“We stand at the threshold of an age in which materials and devices can be fashioned atom-by-atom to satisfy precise design requirements. Nanotechnology-based applications are arising that were not even imaged a decade ago. The range of potential application is broad and will have enormous consequences for electronics, energy transformation and storage, materials, and medicine and health, to name a few examples. Indeed, the scope of this technology is so broad as to leave virtually no product untouched.” – US Rep. Bart Gordon, Former Chairman of the House Committee on Science and Technology.

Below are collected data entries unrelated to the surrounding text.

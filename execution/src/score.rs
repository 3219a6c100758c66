//! Success score and win rate.
//!
//! Both are pure projections of a [`UserRecord`]; nothing here touches the ledger.

use pitchside_types::{PackCounts, ScoreCoefficients, UserRecord};
use std::cmp::Ordering;

fn clamp_i64(value: i128) -> i64 {
    value.clamp(i64::MIN as i128, i64::MAX as i128) as i64
}

fn weighted(count: u64, coefficient: i64) -> i128 {
    count as i128 * coefficient as i128
}

fn pack_value(packs: &PackCounts, small: i64, medium: i64, big: i64) -> i128 {
    weighted(packs.small, small)
        .saturating_add(weighted(packs.medium, medium))
        .saturating_add(weighted(packs.big, big))
}

/// Score removed for administratively credited ("ghost") packs.
pub fn ghost_cost(user: &UserRecord, coefficients: &ScoreCoefficients) -> i64 {
    clamp_i64(pack_value(
        &user.ghost_packs,
        coefficients.ghost_small_pack,
        coefficients.ghost_medium_pack,
        coefficients.ghost_big_pack,
    ))
}

/// `skill + resources + bonus - ghost_cost`. May be negative; never clamped to zero.
pub fn compute_success(user: &UserRecord, coefficients: &ScoreCoefficients) -> i64 {
    let skill = weighted(user.record.victories, coefficients.victory)
        .saturating_add(weighted(user.record.defeats, coefficients.defeat));
    let resources = pack_value(
        &user.packs,
        coefficients.small_pack,
        coefficients.medium_pack,
        coefficients.big_pack,
    );
    let bonus = weighted(user.referrals, coefficients.referral);
    let ghost = pack_value(
        &user.ghost_packs,
        coefficients.ghost_small_pack,
        coefficients.ghost_medium_pack,
        coefficients.ghost_big_pack,
    );
    clamp_i64(
        skill
            .saturating_add(resources)
            .saturating_add(bonus)
            .saturating_sub(ghost),
    )
}

/// Percentage of games won; `0.0` when nothing has been played.
pub fn compute_win_rate(victories: u64, games_played: u64) -> f64 {
    if games_played == 0 {
        return 0.0;
    }
    100.0 * victories as f64 / games_played as f64
}

/// Leaderboard ordering key. Smaller keys rank higher: success descending, then user id
/// ascending so equal scores still get distinct, stable positions.
#[derive(Clone, Copy, Debug, PartialEq, Eq)]
pub struct RankKey {
    pub success: i64,
    pub user_id: u64,
}

impl RankKey {
    pub fn of(user: &UserRecord, coefficients: &ScoreCoefficients) -> Self {
        Self {
            success: compute_success(user, coefficients),
            user_id: user.user_id,
        }
    }
}

impl Ord for RankKey {
    fn cmp(&self, other: &Self) -> Ordering {
        other
            .success
            .cmp(&self.success)
            .then(self.user_id.cmp(&other.user_id))
    }
}

impl PartialOrd for RankKey {
    fn partial_cmp(&self, other: &Self) -> Option<Ordering> {
        Some(self.cmp(other))
    }
}
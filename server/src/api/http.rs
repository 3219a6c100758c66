use axum::{
    extract::{Path, Query, State as AxumState},
    http::{HeaderMap, StatusCode},
    response::{IntoResponse, Response},
    Json,
};
use pitchside_execution::{Ledger, Registration};
use pitchside_types::{GameError, Locale, PackTier};
use serde::{Deserialize, Serialize};
use std::sync::Arc;

use crate::Game;

const ADMIN_HEADER: &str = "x-admin-id";
const DEFAULT_LEADERBOARD_LIMIT: u64 = 10;

type GameState<L> = AxumState<Arc<Game<L>>>;

#[derive(Serialize)]
struct HealthzResponse {
    ok: bool,
}

#[derive(Serialize)]
struct ErrorResponse {
    error: &'static str,
    message_key: &'static str,
    detail: String,
}

#[derive(Deserialize)]
pub(super) struct RegisterRequest {
    user_id: u64,
    name: String,
    #[serde(default)]
    language_code: Option<String>,
    #[serde(default)]
    referrer_id: Option<u64>,
}

#[derive(Serialize)]
struct PositionResponse {
    position: u64,
}

#[derive(Serialize)]
struct AccessResponse {
    eligible: bool,
}

#[derive(Deserialize, Serialize)]
pub(super) struct LocaleBody {
    locale: Locale,
}

#[derive(Deserialize)]
pub(super) struct LeaderboardQuery {
    limit: Option<u64>,
}

#[derive(Deserialize)]
pub(super) struct GrantPacksRequest {
    tier: PackTier,
    count: u64,
    #[serde(default)]
    ghost: bool,
}

#[derive(Deserialize)]
pub(super) struct BanRequest {
    /// Unix seconds; omitted or null bans indefinitely.
    #[serde(default)]
    until: Option<u64>,
}

#[derive(Serialize)]
struct ResetResponse {
    reset: u64,
}

fn status_for(err: &GameError) -> StatusCode {
    match err {
        GameError::NotFound { .. } => StatusCode::NOT_FOUND,
        GameError::AlreadyRegistered { .. }
        | GameError::InsufficientResources { .. }
        | GameError::NoOpponent { .. }
        | GameError::NoAttemptsLeft => StatusCode::CONFLICT,
        GameError::InvalidName { .. } | GameError::SelfReferral => StatusCode::BAD_REQUEST,
        GameError::Banned { .. } | GameError::NotEligible { .. } | GameError::Forbidden { .. } => {
            StatusCode::FORBIDDEN
        }
        GameError::StoreUnavailable(_) => StatusCode::SERVICE_UNAVAILABLE,
    }
}

fn error_response(err: GameError) -> Response {
    let detail = if err.is_expected() {
        err.to_string()
    } else {
        // Store errors are logged where they happen; callers only learn that it failed.
        "internal error".to_string()
    };
    let body = ErrorResponse {
        error: err.kind(),
        message_key: err.message_key(),
        detail,
    };
    (status_for(&err), Json(body)).into_response()
}

fn respond<T: Serialize>(result: Result<T, GameError>) -> Response {
    match result {
        Ok(value) => Json(value).into_response(),
        Err(err) => error_response(err),
    }
}

fn admin_id(headers: &HeaderMap) -> Result<u64, Response> {
    headers
        .get(ADMIN_HEADER)
        .and_then(|value| value.to_str().ok())
        .and_then(|value| value.trim().parse().ok())
        .ok_or_else(|| (StatusCode::UNAUTHORIZED, "missing or invalid x-admin-id").into_response())
}

pub(super) async fn healthz() -> Response {
    Json(HealthzResponse { ok: true }).into_response()
}

pub(super) async fn register<L: Ledger + 'static>(
    AxumState(game): GameState<L>,
    Json(request): Json<RegisterRequest>,
) -> Response {
    let registration = Registration {
        user_id: request.user_id,
        name: request.name,
        language_code: request.language_code,
        referrer_id: request.referrer_id,
    };
    match game.register(registration).await {
        Ok(user) => (StatusCode::CREATED, Json(user)).into_response(),
        Err(err) => error_response(err),
    }
}

pub(super) async fn get_user<L: Ledger + 'static>(
    AxumState(game): GameState<L>,
    Path(user_id): Path<u64>,
) -> Response {
    respond(game.user(user_id).await)
}

pub(super) async fn get_stats<L: Ledger + 'static>(
    AxumState(game): GameState<L>,
    Path(user_id): Path<u64>,
) -> Response {
    respond(game.stats(user_id).await)
}

pub(super) async fn get_position<L: Ledger + 'static>(
    AxumState(game): GameState<L>,
    Path(user_id): Path<u64>,
) -> Response {
    respond(
        game.position(user_id)
            .await
            .map(|position| PositionResponse { position }),
    )
}

pub(super) async fn get_opponent<L: Ledger + 'static>(
    AxumState(game): GameState<L>,
    Path(user_id): Path<u64>,
) -> Response {
    respond(game.opponent(user_id).await)
}

pub(super) async fn play_match<L: Ledger + 'static>(
    AxumState(game): GameState<L>,
    Path(user_id): Path<u64>,
) -> Response {
    respond(game.play_match(user_id).await)
}

pub(super) async fn get_minigame_access<L: Ledger + 'static>(
    AxumState(game): GameState<L>,
    Path(user_id): Path<u64>,
) -> Response {
    respond(
        game.minigame_access(user_id)
            .await
            .map(|eligible| AccessResponse { eligible }),
    )
}

pub(super) async fn play_minigame<L: Ledger + 'static>(
    AxumState(game): GameState<L>,
    Path(user_id): Path<u64>,
) -> Response {
    respond(game.play_minigame(user_id).await)
}

pub(super) async fn get_locale<L: Ledger + 'static>(
    AxumState(game): GameState<L>,
    Path(user_id): Path<u64>,
) -> Response {
    respond(game.locale(user_id).await.map(|locale| LocaleBody { locale }))
}

pub(super) async fn put_locale<L: Ledger + 'static>(
    AxumState(game): GameState<L>,
    Path(user_id): Path<u64>,
    Json(body): Json<LocaleBody>,
) -> Response {
    match game.change_locale(user_id, body.locale).await {
        Ok(()) => StatusCode::NO_CONTENT.into_response(),
        Err(err) => error_response(err),
    }
}

pub(super) async fn get_leaderboard<L: Ledger + 'static>(
    AxumState(game): GameState<L>,
    Query(query): Query<LeaderboardQuery>,
) -> Response {
    let limit = query.limit.unwrap_or(DEFAULT_LEADERBOARD_LIMIT);
    respond(game.leaderboard(limit).await)
}

pub(super) async fn grant_packs<L: Ledger + 'static>(
    AxumState(game): GameState<L>,
    headers: HeaderMap,
    Path(user_id): Path<u64>,
    Json(request): Json<GrantPacksRequest>,
) -> Response {
    let actor_id = match admin_id(&headers) {
        Ok(actor_id) => actor_id,
        Err(response) => return response,
    };
    match game
        .grant_packs(actor_id, user_id, request.tier, request.count, request.ghost)
        .await
    {
        Ok(()) => StatusCode::NO_CONTENT.into_response(),
        Err(err) => error_response(err),
    }
}

pub(super) async fn set_ban<L: Ledger + 'static>(
    AxumState(game): GameState<L>,
    headers: HeaderMap,
    Path(user_id): Path<u64>,
    Json(request): Json<BanRequest>,
) -> Response {
    let actor_id = match admin_id(&headers) {
        Ok(actor_id) => actor_id,
        Err(response) => return response,
    };
    match game.set_ban(actor_id, user_id, request.until).await {
        Ok(()) => StatusCode::NO_CONTENT.into_response(),
        Err(err) => error_response(err),
    }
}

pub(super) async fn lift_ban<L: Ledger + 'static>(
    AxumState(game): GameState<L>,
    headers: HeaderMap,
    Path(user_id): Path<u64>,
) -> Response {
    let actor_id = match admin_id(&headers) {
        Ok(actor_id) => actor_id,
        Err(response) => return response,
    };
    match game.lift_ban(actor_id, user_id).await {
        Ok(()) => StatusCode::NO_CONTENT.into_response(),
        Err(err) => error_response(err),
    }
}

pub(super) async fn reset_minigame_attempts<L: Ledger + 'static>(
    AxumState(game): GameState<L>,
    headers: HeaderMap,
) -> Response {
    let actor_id = match admin_id(&headers) {
        Ok(actor_id) => actor_id,
        Err(response) => return response,
    };
    respond(
        game.reset_minigame_attempts(actor_id)
            .await
            .map(|reset| ResetResponse { reset }),
    )
}

#[cfg(test)]
mod tests {
    use super::*;

    #[test]
    fn test_every_error_kind_has_a_status() {
        let cases = [
            (GameError::NotFound { user_id: 1 }, StatusCode::NOT_FOUND),
            (GameError::AlreadyRegistered { user_id: 1 }, StatusCode::CONFLICT),
            (GameError::InvalidName { len: 0, max: 32 }, StatusCode::BAD_REQUEST),
            (
                GameError::Banned {
                    user_id: 1,
                    until: None,
                },
                StatusCode::FORBIDDEN,
            ),
            (GameError::NoOpponent { position: 1 }, StatusCode::CONFLICT),
            (GameError::NoAttemptsLeft, StatusCode::CONFLICT),
            (
                GameError::StoreUnavailable("disk".to_string()),
                StatusCode::SERVICE_UNAVAILABLE,
            ),
        ];
        for (err, status) in cases {
            assert_eq!(status_for(&err), status, "{err}");
        }
    }
}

What does all that mean? It means there is a new age of technology that is actually considered a revolution because it changes everything we have known about the structure of materials. It is the ability to read the surface of a single atom or molecule and move it around to build and shape. Now that is what I call some nano-nano or a more technical term would be nanotechnology.
Nanotechnology is not new. Nature has been using it to control its evolution. What is different today is man’s ability to understand and control these structures and properties to make new functional materials and devices.
There are many different views of precisely what is included in nanotechnology. In general, however, most agree that three things are important:
- Small size, measured in 100s of nanometers or less
- Unique properties because of the small size
- Control the structure and composition on the nm scale in order to control the properties.
More technology will be invented in the next 20 years than all of mankind with nano-scale manufacturing. Nano materials come in all shapes, sizes and composition – as a material it can replace everything manufactured today – manufacturing reinvented. Nano-scale manufacturing is anticipated to be the fastest growing technological and commercial innovation in the 21st Century.
How will this atomically precise manufacturing impact the future of technology, global governance, and the environment? It is equally applied to fundamentally change the foundation of everything through transformation as well as replacement of hardware (physical objects or mass). Moore’s Law will be challenged to the hilt at the nano-scale. The nano particle is slightly larger than an atom itself so it is definitely not visible with the naked eye. So how is this material managed?
Nanotechnology combines solid state physics, chemistry, electrical engineering, chemical engineering, biochemistry and biophysics, and materials science. Many trained scientists, engineers, and technicians in these areas will be required in the next 30 years. It is estimated that by the end of 2015, this exciting field will need 7 million workers worldwide. The workforce will come from all areas of science and engineering and will include those with two-year technical degrees up to PhD researchers in universities and industry.
The STEM programs in our schools are actually very vital to advance this technology in the US. If we don’t train them, China, Russia, Japan and the EU will and the US will be commercializing it from behind. Where have we experience that before?
Science is not done in a vacuum. It exists, influences, and is influenced by the society surrounding it. Nanotechnology, like all new technologies that have come before it, will also have a profound effect on social and ethical issues.
Over the next 10 weeks or so, I will introduce nano usage in the following areas: electronics, quantum computing, energy, medicine, mineral resources, water, agriculture, infrastructure development, spaceflight and even climate change. There are hundreds of possible uses and I will touch on many of them as I discuss the above categories. The easiest way to understand the technology is through examples and video which I will provide. Hop on board for an amazing adventure in learning and new thinking.